Shoop was able to join the California Air National Guard training program at Griffith Park Aerodrome, where he earned his Aviator badge. By 1933, Shoop was a first lieutenant assigned to the Guard's 115th Observation Squadron.

==Test pilot==
During those years, Shoop was assigned as an Air Corps representative to Douglas Aircraft Company. Just prior to Pearl Harbor, Shoop started his 15-year career as a test pilot and was involved with testing the then-experimental P-38 Lightning. He went on to test the Lockheed Constellation, Bell P-59 Airacomet, and Lockheed XP-80.
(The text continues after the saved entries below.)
use axum::extract::{Query, State};
use axum::http::StatusCode;
use axum::response::{IntoResponse, Response};
use axum::routing::{get, post};
use axum::{Json, Router};
use futures::StreamExt;
use lfss_core::types::FileSortKey;
use lfss_core::{directory, lifecycle, metadata, user, LfssError};

use crate::auth::AuthUser;
use crate::dto::*;
use crate::error::ApiResult;
use crate::state::AppState;

/// The admin/API namespace named in §6, mounted at both `/_api` and
/// `/.api` by the caller. A thin JSON wrapper over the core ops —
/// each handler validates nothing itself beyond query/body shape,
/// deferring every permission and quota decision to `lfss-core`.
pub fn router() -> Router<AppState> {
    Router::new()
        .route("/meta", get(meta))
        .route("/set-perm", post(set_perm))
        .route("/move", post(move_file))
        .route("/copy", post(copy_file))
        .route("/bundle", get(bundle))
        .route("/count-files", get(count_files))
        .route("/list-files", get(list_files))
        .route("/count-dirs", get(count_dirs))
        .route("/list-dirs", get(list_dirs))
        .route("/get-multiple", post(get_multiple))
        .route("/user/whoami", get(whoami))
        .route("/user/storage", get(storage))
        .route("/user/list-peers", get(list_peers))
        .route("/user/query", get(query_users))
        .route("/user/add", post(add_user))
        .route("/user/add-virtual", post(add_virtual_user))
        .route("/user/update", post(update_user))
        .route("/user/delete", post(delete_user))
        .route("/user/set-peer", post(set_peer))
}

async fn meta(State(state): State<AppState>, AuthUser(caller): AuthUser, Query(q): Query<MetaQuery>) -> ApiResult<Response> {
    let rec = lifecycle::read_file(&state.engine, &caller, &q.path, lfss_core::types::ByteRange::full())
        .await
        .map(|(rec, _, _)| rec)?;
    Ok(Json(FileRecordDto::from(rec)).into_response())
}

async fn set_perm(State(state): State<AppState>, AuthUser(caller): AuthUser, Json(body): Json<SetPermRequest>) -> ApiResult<Response> {
    let permission = lfss_core::types::FileReadPermission::from_i64(body.permission as i64)
        .ok_or_else(|| LfssError::InvalidOptions(format!("bad permission: {}", body.permission)))?;
    let (rec, _, _) = lifecycle::read_file(&state.engine, &caller, &body.path, lfss_core::types::ByteRange::full()).await?;
    let data = lifecycle::read_record_bytes(&state.engine, &rec).await?;
    let updated = lifecycle::save_file(&state.engine, &caller, &body.path, data, permission, Some(&rec.mime_type), true).await?;
    Ok(Json(FileRecordDto::from(updated)).into_response())
}

async fn move_file(State(state): State<AppState>, AuthUser(caller): AuthUser, Query(q): Query<MoveCopyQuery>) -> ApiResult<Response> {
    if q.src.ends_with('/') {
        let moved = lifecycle::move_dir(&state.engine, &caller, &q.src, &q.dst).await?;
        Ok(Json(serde_json::json!({ "moved": moved.len() })).into_response())
    } else {
        let rec = lifecycle::move_file(&state.engine, &caller, &q.src, &q.dst).await?;
        Ok((StatusCode::CREATED, Json(FileRecordDto::from(rec))).into_response())
    }
}

async fn copy_file(State(state): State<AppState>, AuthUser(caller): AuthUser, Query(q): Query<MoveCopyQuery>) -> ApiResult<Response> {
    if q.src.ends_with('/') {
        let copied = lifecycle::copy_dir(&state.engine, &caller, &q.src, &q.dst).await?;
        Ok(Json(serde_json::json!({ "copied": copied.len() })).into_response())
    } else {
        let rec = lifecycle::copy_file(&state.engine, &caller, &q.src, &q.dst).await?;
        Ok((StatusCode::CREATED, Json(FileRecordDto::from(rec))).into_response())
    }
}

async fn bundle(State(state): State<AppState>, AuthUser(caller): AuthUser, Query(q): Query<BundleQuery>) -> ApiResult<Response> {
    let dir_record = directory::get_dir_record(&state.engine, &caller, &q.path).await.ok();
    let small_enough = dir_record.map(|r| r.size < state.engine.blobs().memory_cap()).unwrap_or(true);

    if small_enough {
        let bytes = lifecycle::zip_dir_in_memory(&state.engine, &caller, &q.path).await?;
        Ok(Response::builder()
            .status(StatusCode::OK)
            .header(axum::http::header::CONTENT_TYPE, "application/zip")
            .body(axum::body::Body::from(bytes))
            .unwrap())
    } else {
        let stream = directory::zip_dir_stream(state.engine.clone(), caller, q.path)
            .map(|chunk| chunk.map_err(|e: LfssError| std::io::Error::other(e.to_string())));
        Ok(Response::builder()
            .status(StatusCode::OK)
            .header(axum::http::header::CONTENT_TYPE, "application/zip")
            .body(axum::body::Body::from_stream(stream))
            .unwrap())
    }
}

async fn count_files(State(state): State<AppState>, AuthUser(caller): AuthUser, Query(q): Query<CountFilesQuery>) -> ApiResult<Response> {
    let n = directory::count_files(&state.engine, &caller, &q.path, q.flat).await?;
    Ok(Json(serde_json::json!({ "count": n })).into_response())
}

async fn list_files(State(state): State<AppState>, AuthUser(caller): AuthUser, Query(q): Query<ListFilesQuery>) -> ApiResult<Response> {
    let order_by = FileSortKey::parse(&q.order_by)
        .ok_or_else(|| LfssError::InvalidOptions(format!("unknown order_by: {}", q.order_by)))?;
    let records = directory::list_files(
        &state.engine,
        &caller,
        directory::ListFilesQuery { dir: &q.path, offset: q.offset, limit: q.limit, order_by, desc: q.desc, flat: q.flat },
    )
    .await?;
    Ok(Json(records.into_iter().map(FileRecordDto::from).collect::<Vec<_>>()).into_response())
}

async fn count_dirs(State(state): State<AppState>, AuthUser(caller): AuthUser, Query(q): Query<CountFilesQuery>) -> ApiResult<Response> {
    let n = directory::count_dirs(&state.engine, &caller, &q.path).await?;
    Ok(Json(serde_json::json!({ "count": n })).into_response())
}

async fn list_dirs(State(state): State<AppState>, AuthUser(caller): AuthUser, Query(q): Query<ListDirsQuery>) -> ApiResult<Response> {
    let names = directory::list_dirs(&state.engine, &caller, &q.path, q.offset, q.limit, q.desc).await?;
    Ok(Json(names).into_response())
}

async fn get_multiple(
    State(state): State<AppState>,
    AuthUser(caller): AuthUser,
    Json(body): Json<GetMultipleRequest>,
) -> ApiResult<Response> {
    let records = lifecycle::read_files_bulk(&state.engine, &caller, &body.urls, body.skip_content).await?;
    let mut out = Vec::with_capacity(records.len());
    for rec in records {
        let entry = match rec {
            Some(rec) => {
                let content = if body.skip_content {
                    None
                } else {
                    let bytes = lifecycle::read_record_bytes(&state.engine, &rec).await?;
                    Some(base64::Engine::encode(&base64::engine::general_purpose::STANDARD, bytes))
                };
                GetMultipleEntry { record: Some(FileRecordDto::from(rec)), content }
            }
            None => GetMultipleEntry { record: None, content: None },
        };
        out.push(entry);
    }
    Ok(Json(out).into_response())
}

async fn whoami(AuthUser(caller): AuthUser) -> ApiResult<Response> {
    Ok(Json(UserRecordDto::from(caller)).into_response())
}

async fn storage(State(state): State<AppState>, AuthUser(caller): AuthUser) -> ApiResult<Response> {
    let (used, quota) = user::storage(&state.engine, &caller).await?;
    Ok(Json(StorageResponse { used, quota }).into_response())
}

async fn list_peers(State(state): State<AppState>, AuthUser(caller): AuthUser) -> ApiResult<Response> {
    let peers = user::list_peers(&state.engine, &caller).await?;
    Ok(Json(
        peers
            .into_iter()
            .map(|p| serde_json::json!({ "username": p.peer_username, "level": p.level }))
            .collect::<Vec<_>>(),
    )
    .into_response())
}

async fn query_users(
    State(state): State<AppState>,
    AuthUser(caller): AuthUser,
    Query(q): Query<UserQuery>,
) -> ApiResult<Response> {
    let users = user::query_users(&state.engine, &caller, q.prefix.as_deref()).await?;
    Ok(Json(users.into_iter().map(UserRecordDto::from).collect::<Vec<_>>()).into_response())
}

async fn add_user(
    State(state): State<AppState>,
    AuthUser(caller): AuthUser,
    Json(body): Json<AddUserRequest>,
) -> ApiResult<Response> {
    let created = user::create_user(&state.engine, &caller, &body.username, &body.password, body.max_storage, body.permission).await?;
    Ok((StatusCode::CREATED, Json(UserRecordDto::from(created))).into_response())
}

async fn add_virtual_user(
    State(state): State<AppState>,
    AuthUser(caller): AuthUser,
    Json(body): Json<AddVirtualUserRequest>,
) -> ApiResult<Response> {
    let ttl = body.ttl_seconds.map(chrono::Duration::seconds);
    let peer_grants = match &body.peers {
        Some(spec) => metadata::users::parse_peer_list(spec).map_err(LfssError::InvalidOptions)?,
        None => Vec::new(),
    };
    let (created, token) = user::create_virtual_user(&state.engine, &caller, body.max_storage, body.permission, ttl).await?;
    for (peer_username, level) in peer_grants {
        user::set_peer(&state.engine, &caller, &created.username, &peer_username, level).await?;
    }
    Ok((
        StatusCode::CREATED,
        Json(AddVirtualUserResponse { user: UserRecordDto::from(created), token }),
    )
        .into_response())
}

async fn update_user(
    State(state): State<AppState>,
    AuthUser(caller): AuthUser,
    Json(body): Json<UpdateUserRequest>,
) -> ApiResult<Response> {
    let updated = user::update_user(
        &state.engine,
        &caller,
        &body.username,
        body.password.as_deref(),
        body.max_storage,
        body.permission,
    )
    .await?;
    Ok(Json(UserRecordDto::from(updated)).into_response())
}

async fn delete_user(
    State(state): State<AppState>,
    AuthUser(caller): AuthUser,
    Json(body): Json<DeleteUserRequest>,
) -> ApiResult<Response> {
    user::delete_user(&state.engine, &caller, &body.username).await?;
    Ok(StatusCode::OK.into_response())
}

async fn set_peer(
    State(state): State<AppState>,
    AuthUser(caller): AuthUser,
    Json(body): Json<SetPeerRequest>,
) -> ApiResult<Response> {
    user::set_peer(&state.engine, &caller, &body.src, &body.dst, body.level).await?;
    Ok(StatusCode::OK.into_response())
}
In 1943, he met his future wife, actress Julie Bishop, while on the set of Princess O'Rourke. The couple married in 1944 in the Falls Church, Virginia, residence of TWA president Jack Frye. At the invitation of Eleanor Roosevelt, the couple had a short honeymoon at her home in Hyde Park, New York.

==Eighth Air Force==
During World War II, Shoop was assigned to the 55th Fighter Wing. The day before D-Day, he took command of the 7th Photo Reconnaissance Group, then under the Eighth Air Force. Shoop piloted (along with his group) the first photo reconnaissance flights over Omaha Beach. General Eisenhower credited Shoop and his group's intelligence collection for their tracking of the allied invasion's progress. The group was awarded the Distinguished Unit Citation for their work. He was later promoted to colonel.

==After World War Two==
In May 1945, he returned to Muroc Army Airfield (later to become Edwards Air Force Base), where in 1953 he tested the Convair YF-102 Delta Dagger. From 1946 to 1950 he commanded the 46th Military Airlift Group.

From 1954 to 1957, Shoop commanded the 146th Fighter-Bomber Wing, which were then flying Sabrejets, as a One-star General. In his civilian career, concurrent with his duty in the Air National Guard, he worked as chief pilot and director of aircraft operations at Hughes Aircraft Company. By 1960, Shoop had his second star and served as the Chief of Staff for the state Air National Guard. Shoop eventually became a Vice President at Hughes Aircraft.

Throughout his career, Shoop worked as technical advisor on a number of films including So Proudly We Hail!, Blaze of Noon, Gallant Journey, Saigon, One Minute to Zero, and Jet Pilot. Shoop had also appeared infrequently on The Bob Cummings Show. The show's star, Robert Cummings, had been an Air Force pilot and flight instructor at Edwards Air Force Base while Shoop was the base's commander. He appeared as a contestant on You Bet Your Life hosted by Groucho Marx on an episode that first aired December 22, 1955.

Shoop died of pneumonia in January 1968 at the age of 60.